Some metabolites stay in the body much longer than the parent drug. When that is the case, a drug test has a higher probability of identifying a drug user by looking for the metabolites of the drug, rather than the parent drug.

• A metabolite is the intermediate end product of metabolism. The term metabolite is usually restricted to small molecules. A drug metabolite is a by-product of break down, or "metabolizing," a drug into a different substance. 
• Estimation of Drug metabolites in the blood is an essential part to understand the distribution of drug in the blood. High purity, well characterized drug metabolite standards are required for Bio-Analytical BE/BA Studies. 
• Identification and characterization of metabolites is a critical step in the long and expensive process of bringing a new chemical entity to market. For drug candidates, every significant metabolite must be identified, and sufficient quantities synthesized to meet MIST requirements. 
• Metabolite identification plays key roles in drug discovery, pre-clinical development, and clinical development.
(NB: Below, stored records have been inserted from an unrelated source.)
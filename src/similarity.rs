//! The similarity contract and its adapters.
//!
//! A similarity function compares two keys and returns a score in
//! `[0.0, 1.0]`, where 1.0 means identical and 0.0 means maximally
//! dissimilar. The cache treats the function as opaque and invokes it under
//! a shard read lock, so implementations must be total (no panics on any
//! input) and must not call back into the cache.

use std::sync::Arc;

/// A similarity function over keys.
///
/// Must return a score in `[0.0, 1.0]`. Symmetry is recommended but not
/// required.
pub type SimilarityFn<K> = dyn Fn(&K, &K) -> f64 + Send + Sync;

/// A similarity scorer bundled with the threshold at which a candidate
/// qualifies as a match.
pub trait Similarity<K>: Send + Sync {
    /// Computes the similarity score between two keys, in `[0.0, 1.0]`.
    fn score(&self, a: &K, b: &K) -> f64;

    /// The minimum score at which a candidate may be returned.
    fn threshold(&self) -> f64;
}

/// Adapter binding a plain function and a threshold into a [`Similarity`]
/// capability object.
///
/// # Examples
///
/// ```rust
/// use simcache::distance::levenshtein;
/// use simcache::similarity::{FnSimilarity, Similarity};
///
/// let sim = FnSimilarity::new(|a: &String, b: &String| levenshtein(a, b), 0.7);
/// assert_eq!(sim.threshold(), 0.7);
/// assert_eq!(sim.score(&"abc".to_string(), &"abc".to_string()), 1.0);
/// ```
pub struct FnSimilarity<K> {
    func: Arc<SimilarityFn<K>>,
    threshold: f64,
}

impl<K> FnSimilarity<K> {
    /// Binds `func` and `threshold` together.
    pub fn new(func: impl Fn(&K, &K) -> f64 + Send + Sync + 'static, threshold: f64) -> Self {
        Self {
            func: Arc::new(func),
            threshold,
        }
    }
}

impl<K> Clone for FnSimilarity<K> {
    fn clone(&self) -> Self {
        Self {
            func: Arc::clone(&self.func),
            threshold: self.threshold,
        }
    }
}

impl<K> Similarity<K> for FnSimilarity<K>
where
    K: Send + Sync,
{
    fn score(&self, a: &K, b: &K) -> f64 {
        (self.func)(a, b)
    }

    fn threshold(&self) -> f64 {
        self.threshold
    }
}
Metabolite ID studies are designed not only to screen metabolites these purpose-driven assays can also answer different questions. As the compounds progress through different stages, the goals and details of metabolite identification also change. 
• Some metabolites stay in the body much longer than the parent drug. When that is the case, a drug test has a higher probability of identifying a drug user by looking for the metabolites of the drug, rather than the parent drug. 
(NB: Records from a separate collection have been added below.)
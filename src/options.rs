//! Cache configuration.

use std::hash::Hash;
use std::marker::PhantomData;
use std::sync::Arc;
use std::time::Duration;

use crate::cache::Cache;
use crate::eviction::EvictionPolicy;
use crate::similarity::{Similarity, SimilarityFn};

/// Resolved configuration a cache is built from.
pub(crate) struct Options<K> {
    pub(crate) num_shards: usize,
    pub(crate) max_size: usize,
    pub(crate) threshold: f64,
    pub(crate) eviction: Option<Arc<dyn EvictionPolicy<K>>>,
    pub(crate) ttl: Duration,
    pub(crate) enable_stats: bool,
}

impl<K> Default for Options<K> {
    fn default() -> Self {
        Self {
            num_shards: 16,
            max_size: 1000,
            threshold: 0.8,
            eviction: None,
            ttl: Duration::ZERO,
            enable_stats: false,
        }
    }
}

/// Fluent configuration for [`Cache`].
///
/// Out-of-range values are silently ignored and the previous (or default)
/// value is kept, so a misconfigured caller still gets a working cache.
/// Each setter documents its accepted range.
///
/// # Examples
///
/// ```rust
/// use std::time::Duration;
/// use simcache::prelude::*;
///
/// let cache: Cache<String, u32> = Cache::builder()
///     .shards(8)
///     .max_size(10_000)
///     .threshold(0.7)
///     .ttl(Duration::from_secs(300))
///     .enable_stats(true)
///     .build();
/// assert!(cache.is_empty());
/// ```
pub struct CacheBuilder<K, V> {
    options: Options<K>,
    similarity: Option<Arc<SimilarityFn<K>>>,
    _value: PhantomData<V>,
}

impl<K, V> CacheBuilder<K, V> {
    pub(crate) fn new() -> Self {
        Self {
            options: Options::default(),
            similarity: None,
            _value: PhantomData,
        }
    }

    /// Number of shards. Accepted iff `1..=256`; default 16.
    pub fn shards(mut self, count: usize) -> Self {
        if (1..=256).contains(&count) {
            self.options.num_shards = count;
        }
        self
    }

    /// Total capacity across all shards. Accepted iff non-zero; default
    /// 1000.
    pub fn max_size(mut self, size: usize) -> Self {
        if size > 0 {
            self.options.max_size = size;
        }
        self
    }

    /// Minimum similarity score for [`Cache::get_similar`] matches.
    /// Accepted iff within `0.0..=1.0`; default 0.8.
    pub fn threshold(mut self, threshold: f64) -> Self {
        if (0.0..=1.0).contains(&threshold) {
            self.options.threshold = threshold;
        }
        self
    }

    /// Eviction policy shared by every shard. Without one, shards fall
    /// back to FIFO eviction over their insertion order.
    pub fn eviction(mut self, policy: Arc<dyn EvictionPolicy<K>>) -> Self {
        self.options.eviction = Some(policy);
        self
    }

    /// Per-entry time-to-live. Zero (the default) disables expiry.
    pub fn ttl(mut self, ttl: Duration) -> Self {
        self.options.ttl = ttl;
        self
    }

    /// Enables per-shard statistics counters; default off. When off,
    /// [`Cache::stats`] returns all zeroes.
    pub fn enable_stats(mut self, enabled: bool) -> Self {
        self.options.enable_stats = enabled;
        self
    }

    /// Installs the similarity function used by [`Cache::get_similar`].
    pub fn similarity(mut self, func: impl Fn(&K, &K) -> f64 + Send + Sync + 'static) -> Self {
        self.similarity = Some(Arc::new(func));
        self
    }

    /// Installs a [`Similarity`] capability object: its function becomes
    /// the similarity function and its threshold is applied through the
    /// same validation as [`threshold`](Self::threshold).
    pub fn similarity_scorer(mut self, scorer: impl Similarity<K> + 'static) -> Self {
        self = self.threshold(scorer.threshold());
        self.similarity = Some(Arc::new(move |a: &K, b: &K| scorer.score(a, b)));
        self
    }
}

impl<K, V> CacheBuilder<K, V>
where
    K: Eq + Hash + Clone,
    V: Clone,
{
    /// Builds the cache. Per-shard capacity is
    /// `max(1, max_size / shards)`.
    pub fn build(self) -> Cache<K, V> {
        Cache::from_parts(self.options, self.similarity)
    }
}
• If the metabolite half-life is longer than the half-life of the parent drug, it is important to ensure that the sampling duration allows for full characterization of the metabolite’s kinetics. 
• Pharmacologically active metabolites can contribute significantly to the overall therapeutic and adverse effects of drugs. Therefore, to fully understand the mechanism of action of drugs, it is important to recognize the role of active metabolites. 
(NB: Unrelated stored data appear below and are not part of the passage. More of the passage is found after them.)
use clap::Parser;
use std::time::Duration;

/// Live monitor for per-channel energy histograms.
/// Reads six-part histogram updates from stdin or a TCP endpoint (one JSON string
/// array per line), or from a ZeroMQ publisher, and periodically prints the
/// combined spectrum to stdout.
#[derive(Parser, Debug, Clone)]
#[command(author, version, about, long_about = None)]
pub struct Args {
    /// TCP endpoint (host:port) to read the feed from instead of stdin.
    #[arg(long, value_name = "ADDR", conflicts_with = "zmq")]
    pub connect: Option<String>,

    /// ZeroMQ endpoint to subscribe to (e.g., "tcp://daq-host:5555").
    /// Requires a build with the `zmq` feature.
    #[arg(long, value_name = "ENDPOINT")]
    pub zmq: Option<String>,

    /// Subscription prefix. Messages whose topic does not start with it are ignored.
    #[arg(long, default_value = crate::feed::DEFAULT_TOPIC, value_name = "PREFIX")]
    pub topic: String,

    /// Minimum time between flushes (e.g., "5s", "500ms"). Flushes are only
    /// checked when a message arrives.
    #[arg(long, default_value = "5s", value_parser = humantime::parse_duration)]
    pub flush_interval: Duration,

    /// Emit one JSON object per flush instead of the text plot.
    #[arg(long, action = clap::ArgAction::SetTrue)]
    pub json: bool,

    /// Width in columns of the longest bar in the text plot.
    #[arg(long, default_value_t = crate::render::DEFAULT_PLOT_WIDTH, value_name = "N")]
    pub plot_width: usize,

    /// Enable verbose logging (debug level for this crate, log targets shown).
    #[arg(short, long, action = clap::ArgAction::SetTrue)]
    pub verbose: bool,

    /// Log filter directive. Overridden by RUST_LOG when set.
    #[arg(long, default_value = "hist_listener=info", value_name = "FILTER")]
    pub log_filter: String,

    /// Write log records to stderr as JSON objects, one per line.
    #[arg(long, action = clap::ArgAction::SetTrue)]
    pub log_json: bool,
}

/// Parses command line arguments using clap.
pub fn parse_args() -> Args {
    Args::parse()
}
• Metabolite profiling in context of drug development aims at identifying and quantifying metabolites including their intermediates of an investigational product (IP). Such data are considered of critical value for understanding the routes of elimination, predicting drug–drug interactions, and anticipating safety concerns in humans. 
• Most recently, it has been encouraged by the Food and Drug Administration (FDA) agency to initiate metabolite profiling in humans as early as possible during drug development. This is primarily driven by the interest to prevent unexpected safety issues that may arise from disproportionate (i.e. human-specific) toxic metabolites potentially leading to program termination eventually at a late st age of drug development. Hence, an early understanding of the metabolite profile in humans may increase drug safety which is of greatest regulatory and public health interest. In addition, such knowledge may contribute to reduced attrition rates and overall development costs. 
• In terms of efficacy, metabolite profiling could also facilitate describing the time course of drug effects in case of active metabolites. This is particularly interesting in case one of the active metabolites may have favourable properties over the parent compound. Such positively differentiating metabolite may then be subjected to further clinical development as stand-alone product which can be a valuable ‘by-product’ arising from metabolite profiling. A number of marketed drugs such as cetirizine, fexofenadine, or desloratadine actually represent active metabolites of a parent compound with less favourable properties 
• Metabolite profiling allows estimating the relative importance of drug-metabolizing enzymes/pathways for the elimination of the IP which is of relevance for concomitant drug use requirements, need for drug–drug interaction studies, and pharmacokinetic (PK)-based differentiation aspects. 
• Two technologies are being applied for metabolite profiling purposes, namely nuclear magnetic resonance spectroscopy (NMR) and mass spectroscopy (MS) [ 4 ]. NMR-based metabolite profiling is best suited for comprehensive, structural identification of metabolites, while MS-based approaches allow for metabolite quantification with high sensitivity provided availability of synthesized metabolite standards. Recent advancements in bio analytical technology allow integration of metabolite profiling in first-in-human (FIH) or phase-0 studies using micro-tracers. 
• Metabolites are biomolecules, micro as well as macro molecules are either intermediates or products of metabolism. 

They are usually restricted to small molecule. They can be 

• Primary metabolites 
• Secondary metabolites

• Primary metabolites:  metabolites which are directly involved in body’ s metabolic reactions like normal growth, development , reproduction etc. 
• They have definite role and function in metabolism and are essential for growth and development. 
• Examples: alcohol, amino acids, nucleic acids, vitamins etc. 
• Secondary metabolites : organic compounds synthesised by plants ,fungus,and microbes not as essential part of metabolic pathway but as side products 
• Not directly involved in growth and development .play role in ecological functions like defence medicinal use flavourings etc. 
• Examples: Pigments like anthocyanin, alkaloids like morphine, terpenoides, toxicins, antibiotics drugs like vinblastine, polymeric substances like rubber and gums.